The Gnome Experiment is a delightfully techno-quirky marketing/PR idea that piques the visitor’s curiosity, and apparently even resulted in the Discovery Channel featuring the Gnome Experiment on its Daily Planet show, scoring the company a high-value dose of worldwide publicity.

It’s a very pleasant change from the technospeak self-praise usually used for marketing such seemingly mundane equipment. And there aren’t many products that can include discussions of the search for the then-unconfirmed Higgs boson as a natural part of their marketing effort (see here).

This is then used to make sure any weight change he encounters on his travels shows up – and, of course, to highlight the sensitivity of Kern & Sohn equipment.

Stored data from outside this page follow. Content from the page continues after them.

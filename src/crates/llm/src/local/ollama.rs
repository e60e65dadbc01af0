//! Ollama client implementation.
//!
//! Talks to `{base_url}/api/chat` on a local Ollama daemon with streaming
//! disabled.
//!
//! # Example
//!
//! ```rust,ignore
//! use llm::local::OllamaClient;
//! use llm::{ChatModel, ChatRequest, LocalLlmConfig, Message};
//!
//! let client = OllamaClient::new(LocalLlmConfig::new("http://localhost:11434", "llama3"))?;
//! let response = client.chat(ChatRequest::new(vec![Message::human("Hello!")])).await?;
//! ```

use crate::chat::{ChatModel, ChatRequest, ChatResponse, Message, MessageRole, UsageMetadata};
use crate::config::LocalLlmConfig;
use crate::error::{LlmError, Result};
use async_trait::async_trait;
use reqwest::Client;
use serde::{Deserialize, Serialize};
use std::collections::HashMap;
use tracing::debug;

/// Ollama client for local LLM inference.
#[derive(Clone)]
pub struct OllamaClient {
    config: LocalLlmConfig,
    client: Client,
}

impl OllamaClient {
    /// Create a new Ollama client with the given configuration.
    pub fn new(config: LocalLlmConfig) -> Result<Self> {
        let client = Client::builder()
            .timeout(config.timeout)
            .build()
            .map_err(|e| LlmError::ConfigError(format!("Failed to create HTTP client: {}", e)))?;

        Ok(Self { config, client })
    }

    /// Check if the Ollama server is running.
    pub async fn check_health(&self) -> bool {
        let url = format!("{}/api/tags", self.config.base_url);
        match self.client.get(&url).send().await {
            Ok(response) => response.status().is_success(),
            Err(_) => false,
        }
    }

    fn build_request(&self, request: &ChatRequest) -> OllamaRequest {
        let mut options = HashMap::new();
        if let Some(temp) = request.temperature {
            options.insert("temperature", serde_json::Value::from(temp));
        }
        if let Some(max_tokens) = request.max_tokens {
            options.insert("num_predict", serde_json::Value::from(max_tokens));
        }

        OllamaRequest {
            model: self.config.model.clone(),
            messages: request
                .messages
                .iter()
                .map(|m| OllamaMessage {
                    role: m.role.as_str().to_string(),
                    content: m.content.clone(),
                })
                .collect(),
            stream: false,
            options: if options.is_empty() { None } else { Some(options) },
        }
    }

    fn convert_response(&self, ollama_resp: OllamaResponse) -> ChatResponse {
        let usage = match (ollama_resp.prompt_eval_count, ollama_resp.eval_count) {
            (None, None) => None,
            (input, output) => Some(UsageMetadata::new(input.unwrap_or(0), output.unwrap_or(0))),
        };

        ChatResponse {
            message: Message::new(MessageRole::Assistant, ollama_resp.message.content),
            usage,
            model: ollama_resp.model,
        }
    }
}

#[async_trait]
impl ChatModel for OllamaClient {
    async fn chat(&self, request: ChatRequest) -> Result<ChatResponse> {
        let url = format!("{}/api/chat", self.config.base_url);
        let req_body = self.build_request(&request);

        debug!(model = %self.config.model, "Sending Ollama chat request");

        let response = self.client.post(&url).json(&req_body).send().await?;

        if !response.status().is_success() {
            let status = response.status();
            let error_text = response.text().await.unwrap_or_default();
            return Err(LlmError::from_status("Ollama", status, error_text));
        }

        let ollama_resp: OllamaResponse = response
            .json()
            .await
            .map_err(|e| LlmError::InvalidResponse(e.to_string()))?;

        Ok(self.convert_response(ollama_resp))
    }

    fn model_name(&self) -> &str {
        &self.config.model
    }
}

// Ollama API types
#[derive(Debug, Serialize)]
struct OllamaRequest {
    model: String,
    messages: Vec<OllamaMessage>,
    stream: bool,
    #[serde(skip_serializing_if = "Option::is_none")]
    options: Option<HashMap<&'static str, serde_json::Value>>,
}

#[derive(Debug, Serialize, Deserialize)]
struct OllamaMessage {
    role: String,
    content: String,
}

#[derive(Debug, Deserialize)]
struct OllamaResponse {
    model: String,
    message: OllamaMessage,
    #[serde(default)]
    prompt_eval_count: Option<usize>,
    #[serde(default)]
    eval_count: Option<usize>,
}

Unfortunately, all the brownie points the company wins from the Gnome Experiment and its creative thinking seem to evaporate if anyone follows up on the campaign to find out more about this seemingly inventive, creative manufacturer and its products. At the company’s website, you’re faced with an ultra-boring, product-focused website. And as for the film introducing the idea, with (what purports to be?) the company’s managing director reading from a script in painful English – well, because of the huge discrepancy between the glorious wackiness of the gnome marketing and the numbingly ordinariness of the website, it’s difficult to know whether it’s agonisingly serious – or just a semi-delicious spoof.

Ignorance is bliss. I decided to remain in the world of enchantment.